(Work order):
Find the string "panic" in the listing below and return each line it appears in.

(Data section):
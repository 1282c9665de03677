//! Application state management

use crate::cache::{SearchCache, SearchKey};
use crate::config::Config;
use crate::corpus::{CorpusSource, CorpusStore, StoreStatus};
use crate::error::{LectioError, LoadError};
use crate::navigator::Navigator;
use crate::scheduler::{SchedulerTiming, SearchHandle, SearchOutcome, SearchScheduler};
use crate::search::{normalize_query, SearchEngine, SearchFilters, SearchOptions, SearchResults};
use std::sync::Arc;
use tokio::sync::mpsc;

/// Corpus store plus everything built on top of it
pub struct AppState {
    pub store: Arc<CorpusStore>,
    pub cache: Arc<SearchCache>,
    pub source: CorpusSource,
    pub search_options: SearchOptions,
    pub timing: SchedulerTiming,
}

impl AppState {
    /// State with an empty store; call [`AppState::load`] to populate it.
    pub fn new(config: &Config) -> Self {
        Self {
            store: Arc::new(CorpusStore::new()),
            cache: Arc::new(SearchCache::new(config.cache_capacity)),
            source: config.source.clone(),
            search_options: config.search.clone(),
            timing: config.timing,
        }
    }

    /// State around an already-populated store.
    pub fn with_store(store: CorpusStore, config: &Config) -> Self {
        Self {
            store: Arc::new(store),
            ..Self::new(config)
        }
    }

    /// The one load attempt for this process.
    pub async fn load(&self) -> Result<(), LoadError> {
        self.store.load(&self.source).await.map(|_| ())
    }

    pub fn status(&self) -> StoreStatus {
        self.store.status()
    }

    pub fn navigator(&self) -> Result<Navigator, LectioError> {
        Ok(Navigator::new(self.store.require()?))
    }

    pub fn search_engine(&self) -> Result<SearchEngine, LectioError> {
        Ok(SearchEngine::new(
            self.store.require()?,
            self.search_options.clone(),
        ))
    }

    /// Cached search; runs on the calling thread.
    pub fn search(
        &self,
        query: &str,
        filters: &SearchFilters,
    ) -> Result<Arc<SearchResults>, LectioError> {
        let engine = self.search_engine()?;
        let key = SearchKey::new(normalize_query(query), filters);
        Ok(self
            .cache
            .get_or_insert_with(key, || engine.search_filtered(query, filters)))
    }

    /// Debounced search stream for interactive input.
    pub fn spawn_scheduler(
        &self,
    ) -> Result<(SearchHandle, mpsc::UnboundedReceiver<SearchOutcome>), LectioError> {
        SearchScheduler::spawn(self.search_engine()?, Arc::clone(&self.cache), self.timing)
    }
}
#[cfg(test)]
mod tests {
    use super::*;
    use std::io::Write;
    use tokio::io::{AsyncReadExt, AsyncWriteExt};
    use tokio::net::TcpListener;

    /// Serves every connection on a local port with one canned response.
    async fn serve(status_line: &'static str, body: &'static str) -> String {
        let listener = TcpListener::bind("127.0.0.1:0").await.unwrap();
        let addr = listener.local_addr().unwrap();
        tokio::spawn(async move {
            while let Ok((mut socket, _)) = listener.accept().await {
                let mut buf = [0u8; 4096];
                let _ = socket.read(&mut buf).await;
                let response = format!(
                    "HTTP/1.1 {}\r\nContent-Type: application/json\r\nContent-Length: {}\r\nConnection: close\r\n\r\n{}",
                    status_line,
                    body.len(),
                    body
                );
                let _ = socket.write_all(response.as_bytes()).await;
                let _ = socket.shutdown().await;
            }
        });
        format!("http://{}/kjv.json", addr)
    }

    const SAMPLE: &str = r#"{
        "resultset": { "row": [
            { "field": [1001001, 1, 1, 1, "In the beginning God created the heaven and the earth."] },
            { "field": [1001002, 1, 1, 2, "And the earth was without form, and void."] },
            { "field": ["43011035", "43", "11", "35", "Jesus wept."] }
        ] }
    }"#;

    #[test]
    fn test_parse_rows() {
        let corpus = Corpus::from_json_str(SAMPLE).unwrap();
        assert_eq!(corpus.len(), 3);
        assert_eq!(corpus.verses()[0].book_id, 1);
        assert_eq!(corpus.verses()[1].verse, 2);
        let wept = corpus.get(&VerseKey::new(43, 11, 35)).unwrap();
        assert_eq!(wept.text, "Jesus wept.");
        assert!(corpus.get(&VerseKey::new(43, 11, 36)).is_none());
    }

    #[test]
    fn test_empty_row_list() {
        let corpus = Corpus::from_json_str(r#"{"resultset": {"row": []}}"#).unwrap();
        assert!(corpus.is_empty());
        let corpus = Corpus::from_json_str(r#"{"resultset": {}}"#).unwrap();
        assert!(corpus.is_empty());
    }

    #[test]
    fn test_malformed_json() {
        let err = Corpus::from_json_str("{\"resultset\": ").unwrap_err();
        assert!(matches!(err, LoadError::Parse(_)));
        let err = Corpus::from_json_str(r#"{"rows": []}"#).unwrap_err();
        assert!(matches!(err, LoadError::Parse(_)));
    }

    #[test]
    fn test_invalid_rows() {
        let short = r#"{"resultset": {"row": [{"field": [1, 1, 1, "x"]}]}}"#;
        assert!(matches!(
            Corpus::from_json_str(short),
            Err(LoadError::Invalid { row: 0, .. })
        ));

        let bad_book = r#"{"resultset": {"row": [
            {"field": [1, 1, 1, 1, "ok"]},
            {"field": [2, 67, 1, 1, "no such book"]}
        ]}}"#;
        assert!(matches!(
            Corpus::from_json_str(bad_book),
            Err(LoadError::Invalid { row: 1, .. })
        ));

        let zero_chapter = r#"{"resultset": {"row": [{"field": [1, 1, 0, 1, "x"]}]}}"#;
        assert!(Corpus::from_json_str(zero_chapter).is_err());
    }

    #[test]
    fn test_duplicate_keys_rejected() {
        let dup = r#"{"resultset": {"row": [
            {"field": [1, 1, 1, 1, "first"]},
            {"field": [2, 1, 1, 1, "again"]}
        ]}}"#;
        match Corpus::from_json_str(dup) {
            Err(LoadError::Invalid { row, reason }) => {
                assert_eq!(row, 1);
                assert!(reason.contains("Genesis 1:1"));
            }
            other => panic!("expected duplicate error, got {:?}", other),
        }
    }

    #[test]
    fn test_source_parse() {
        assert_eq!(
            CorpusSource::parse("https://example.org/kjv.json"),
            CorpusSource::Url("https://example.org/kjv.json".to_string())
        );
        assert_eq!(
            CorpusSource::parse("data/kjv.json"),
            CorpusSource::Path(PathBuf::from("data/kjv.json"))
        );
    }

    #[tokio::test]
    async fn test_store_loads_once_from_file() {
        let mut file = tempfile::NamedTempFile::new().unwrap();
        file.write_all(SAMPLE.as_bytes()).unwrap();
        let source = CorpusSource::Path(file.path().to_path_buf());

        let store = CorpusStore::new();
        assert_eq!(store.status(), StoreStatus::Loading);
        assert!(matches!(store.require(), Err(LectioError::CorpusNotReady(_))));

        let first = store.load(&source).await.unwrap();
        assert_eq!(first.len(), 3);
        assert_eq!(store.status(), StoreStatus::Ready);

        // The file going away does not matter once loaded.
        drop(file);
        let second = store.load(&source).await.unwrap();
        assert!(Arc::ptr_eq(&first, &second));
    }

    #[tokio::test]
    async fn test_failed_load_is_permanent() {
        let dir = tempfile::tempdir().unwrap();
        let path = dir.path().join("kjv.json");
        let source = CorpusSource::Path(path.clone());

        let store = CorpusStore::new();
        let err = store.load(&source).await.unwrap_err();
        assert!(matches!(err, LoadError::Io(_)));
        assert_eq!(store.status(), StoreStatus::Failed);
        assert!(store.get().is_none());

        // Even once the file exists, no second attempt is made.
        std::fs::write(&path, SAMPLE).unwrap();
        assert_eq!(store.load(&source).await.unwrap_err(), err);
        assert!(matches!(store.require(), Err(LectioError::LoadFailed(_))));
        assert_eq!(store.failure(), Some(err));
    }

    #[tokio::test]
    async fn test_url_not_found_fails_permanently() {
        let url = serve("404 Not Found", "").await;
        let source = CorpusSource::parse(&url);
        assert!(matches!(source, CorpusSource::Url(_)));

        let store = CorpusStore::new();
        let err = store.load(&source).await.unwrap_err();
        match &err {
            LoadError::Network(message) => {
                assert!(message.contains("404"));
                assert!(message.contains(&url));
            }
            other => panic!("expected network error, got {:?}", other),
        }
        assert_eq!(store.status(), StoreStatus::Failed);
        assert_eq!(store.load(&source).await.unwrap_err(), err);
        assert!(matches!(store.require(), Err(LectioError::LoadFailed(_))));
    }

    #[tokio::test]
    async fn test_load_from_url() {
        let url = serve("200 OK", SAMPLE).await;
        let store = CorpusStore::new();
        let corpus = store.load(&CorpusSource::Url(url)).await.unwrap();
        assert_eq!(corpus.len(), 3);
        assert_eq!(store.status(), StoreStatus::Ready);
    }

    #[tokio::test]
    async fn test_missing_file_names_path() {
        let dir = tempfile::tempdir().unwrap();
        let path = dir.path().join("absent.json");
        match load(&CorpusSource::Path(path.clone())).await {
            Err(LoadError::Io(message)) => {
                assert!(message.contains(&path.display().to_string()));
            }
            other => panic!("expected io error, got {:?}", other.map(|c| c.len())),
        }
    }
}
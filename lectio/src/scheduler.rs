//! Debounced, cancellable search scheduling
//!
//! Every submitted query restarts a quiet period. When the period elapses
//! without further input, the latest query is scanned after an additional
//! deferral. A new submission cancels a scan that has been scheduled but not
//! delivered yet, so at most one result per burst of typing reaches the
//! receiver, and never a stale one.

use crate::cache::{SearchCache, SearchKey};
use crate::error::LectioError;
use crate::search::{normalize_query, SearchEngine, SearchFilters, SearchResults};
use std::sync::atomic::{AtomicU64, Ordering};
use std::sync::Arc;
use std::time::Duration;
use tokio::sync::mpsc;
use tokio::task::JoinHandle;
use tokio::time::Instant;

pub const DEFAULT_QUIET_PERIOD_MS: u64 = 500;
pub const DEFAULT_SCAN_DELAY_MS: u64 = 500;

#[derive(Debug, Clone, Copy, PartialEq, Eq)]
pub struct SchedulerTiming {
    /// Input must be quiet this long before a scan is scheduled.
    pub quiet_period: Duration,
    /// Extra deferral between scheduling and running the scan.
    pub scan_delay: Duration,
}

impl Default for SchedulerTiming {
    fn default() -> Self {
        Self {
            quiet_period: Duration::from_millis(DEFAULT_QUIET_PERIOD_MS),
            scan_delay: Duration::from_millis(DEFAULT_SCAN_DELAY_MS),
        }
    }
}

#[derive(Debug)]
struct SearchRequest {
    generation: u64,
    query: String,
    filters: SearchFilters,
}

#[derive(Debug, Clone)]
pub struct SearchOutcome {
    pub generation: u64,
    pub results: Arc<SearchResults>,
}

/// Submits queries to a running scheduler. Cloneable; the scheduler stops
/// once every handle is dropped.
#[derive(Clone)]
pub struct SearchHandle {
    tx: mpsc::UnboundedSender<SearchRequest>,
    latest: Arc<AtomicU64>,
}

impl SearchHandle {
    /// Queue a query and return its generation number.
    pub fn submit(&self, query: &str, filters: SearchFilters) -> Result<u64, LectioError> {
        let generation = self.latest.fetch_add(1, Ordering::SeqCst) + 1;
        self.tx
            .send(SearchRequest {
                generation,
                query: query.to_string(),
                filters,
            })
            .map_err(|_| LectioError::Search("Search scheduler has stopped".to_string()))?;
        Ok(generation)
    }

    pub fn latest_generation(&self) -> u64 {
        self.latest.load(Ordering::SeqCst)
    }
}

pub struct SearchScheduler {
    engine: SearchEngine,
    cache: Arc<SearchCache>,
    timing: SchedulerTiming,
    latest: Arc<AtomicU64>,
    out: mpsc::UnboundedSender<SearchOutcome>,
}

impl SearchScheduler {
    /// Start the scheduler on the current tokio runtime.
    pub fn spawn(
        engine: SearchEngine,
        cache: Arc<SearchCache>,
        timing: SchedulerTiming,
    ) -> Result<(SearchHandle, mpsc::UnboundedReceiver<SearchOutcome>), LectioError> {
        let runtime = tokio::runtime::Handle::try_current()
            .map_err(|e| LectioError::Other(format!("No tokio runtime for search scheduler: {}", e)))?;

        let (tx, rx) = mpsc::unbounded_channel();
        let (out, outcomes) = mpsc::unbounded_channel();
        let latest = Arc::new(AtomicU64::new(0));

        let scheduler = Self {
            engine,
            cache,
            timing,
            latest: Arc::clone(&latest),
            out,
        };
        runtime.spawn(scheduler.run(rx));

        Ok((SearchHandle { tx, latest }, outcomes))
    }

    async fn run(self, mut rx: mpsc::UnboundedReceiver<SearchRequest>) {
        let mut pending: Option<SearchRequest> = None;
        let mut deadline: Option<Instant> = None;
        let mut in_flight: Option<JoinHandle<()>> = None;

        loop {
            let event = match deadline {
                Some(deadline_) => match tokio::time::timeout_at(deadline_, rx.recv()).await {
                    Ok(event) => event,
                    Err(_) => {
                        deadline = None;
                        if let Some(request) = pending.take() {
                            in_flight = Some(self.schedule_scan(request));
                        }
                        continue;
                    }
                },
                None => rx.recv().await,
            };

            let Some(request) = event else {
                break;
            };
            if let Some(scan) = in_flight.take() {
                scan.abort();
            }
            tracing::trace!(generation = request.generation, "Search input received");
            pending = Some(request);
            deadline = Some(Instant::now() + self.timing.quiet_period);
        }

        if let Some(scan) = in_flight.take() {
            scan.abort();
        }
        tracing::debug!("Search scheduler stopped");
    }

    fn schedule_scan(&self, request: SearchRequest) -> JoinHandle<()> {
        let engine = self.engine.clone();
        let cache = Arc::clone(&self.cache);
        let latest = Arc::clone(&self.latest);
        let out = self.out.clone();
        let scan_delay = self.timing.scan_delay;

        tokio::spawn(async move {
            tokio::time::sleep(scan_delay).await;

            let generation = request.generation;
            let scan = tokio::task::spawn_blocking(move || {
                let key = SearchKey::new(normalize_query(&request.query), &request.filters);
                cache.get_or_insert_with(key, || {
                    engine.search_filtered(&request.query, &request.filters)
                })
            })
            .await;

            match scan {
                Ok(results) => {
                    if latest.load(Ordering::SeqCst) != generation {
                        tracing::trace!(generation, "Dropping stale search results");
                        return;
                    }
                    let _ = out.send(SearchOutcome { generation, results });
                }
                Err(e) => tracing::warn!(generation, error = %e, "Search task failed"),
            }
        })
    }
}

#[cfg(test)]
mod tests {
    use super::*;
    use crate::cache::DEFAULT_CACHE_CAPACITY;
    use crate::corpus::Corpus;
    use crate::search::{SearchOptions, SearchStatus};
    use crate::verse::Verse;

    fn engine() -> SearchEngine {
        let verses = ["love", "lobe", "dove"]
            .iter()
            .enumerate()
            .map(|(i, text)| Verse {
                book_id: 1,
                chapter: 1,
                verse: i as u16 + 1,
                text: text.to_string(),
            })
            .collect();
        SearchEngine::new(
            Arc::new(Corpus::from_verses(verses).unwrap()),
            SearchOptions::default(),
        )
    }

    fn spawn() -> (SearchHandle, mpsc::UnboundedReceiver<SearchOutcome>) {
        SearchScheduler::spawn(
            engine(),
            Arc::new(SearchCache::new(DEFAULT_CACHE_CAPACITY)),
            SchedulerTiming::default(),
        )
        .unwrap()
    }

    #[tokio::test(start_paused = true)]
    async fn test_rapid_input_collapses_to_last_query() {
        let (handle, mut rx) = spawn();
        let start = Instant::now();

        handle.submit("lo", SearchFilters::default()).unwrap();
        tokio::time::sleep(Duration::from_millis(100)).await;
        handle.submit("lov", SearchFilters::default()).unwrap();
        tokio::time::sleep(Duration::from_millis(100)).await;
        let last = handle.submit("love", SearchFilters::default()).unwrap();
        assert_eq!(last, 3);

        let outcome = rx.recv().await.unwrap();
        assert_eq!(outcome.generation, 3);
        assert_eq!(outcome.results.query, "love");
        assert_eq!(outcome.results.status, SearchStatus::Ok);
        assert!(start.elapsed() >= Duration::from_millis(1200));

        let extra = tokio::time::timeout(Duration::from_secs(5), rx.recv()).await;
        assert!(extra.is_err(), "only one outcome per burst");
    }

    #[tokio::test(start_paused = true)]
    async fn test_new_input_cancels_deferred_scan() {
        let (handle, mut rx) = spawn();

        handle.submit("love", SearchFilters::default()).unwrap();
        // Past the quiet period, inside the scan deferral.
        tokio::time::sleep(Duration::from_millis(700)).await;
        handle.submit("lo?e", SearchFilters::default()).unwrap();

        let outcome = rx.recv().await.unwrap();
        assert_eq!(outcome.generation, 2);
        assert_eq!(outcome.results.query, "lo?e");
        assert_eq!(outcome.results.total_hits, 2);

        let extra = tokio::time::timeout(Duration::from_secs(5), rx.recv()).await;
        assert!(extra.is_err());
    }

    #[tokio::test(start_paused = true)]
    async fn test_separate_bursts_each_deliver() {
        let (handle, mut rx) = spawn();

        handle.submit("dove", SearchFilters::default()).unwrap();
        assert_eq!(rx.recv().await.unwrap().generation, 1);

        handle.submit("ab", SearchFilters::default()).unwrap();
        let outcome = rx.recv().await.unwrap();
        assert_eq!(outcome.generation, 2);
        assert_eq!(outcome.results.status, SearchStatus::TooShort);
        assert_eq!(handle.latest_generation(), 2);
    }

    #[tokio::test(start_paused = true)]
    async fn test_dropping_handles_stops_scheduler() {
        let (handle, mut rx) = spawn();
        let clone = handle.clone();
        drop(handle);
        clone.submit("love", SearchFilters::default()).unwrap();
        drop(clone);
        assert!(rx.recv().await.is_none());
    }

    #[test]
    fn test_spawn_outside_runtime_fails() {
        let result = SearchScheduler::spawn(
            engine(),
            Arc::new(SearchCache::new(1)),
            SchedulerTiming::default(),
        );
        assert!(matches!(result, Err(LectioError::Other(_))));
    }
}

(Result):
            other => panic!("expected duplicate error, got {:?}", other),
            other => panic!("expected network error, got {:?}", other),
            other => panic!("expected io error, got {:?}", other.map(|c| c.len())),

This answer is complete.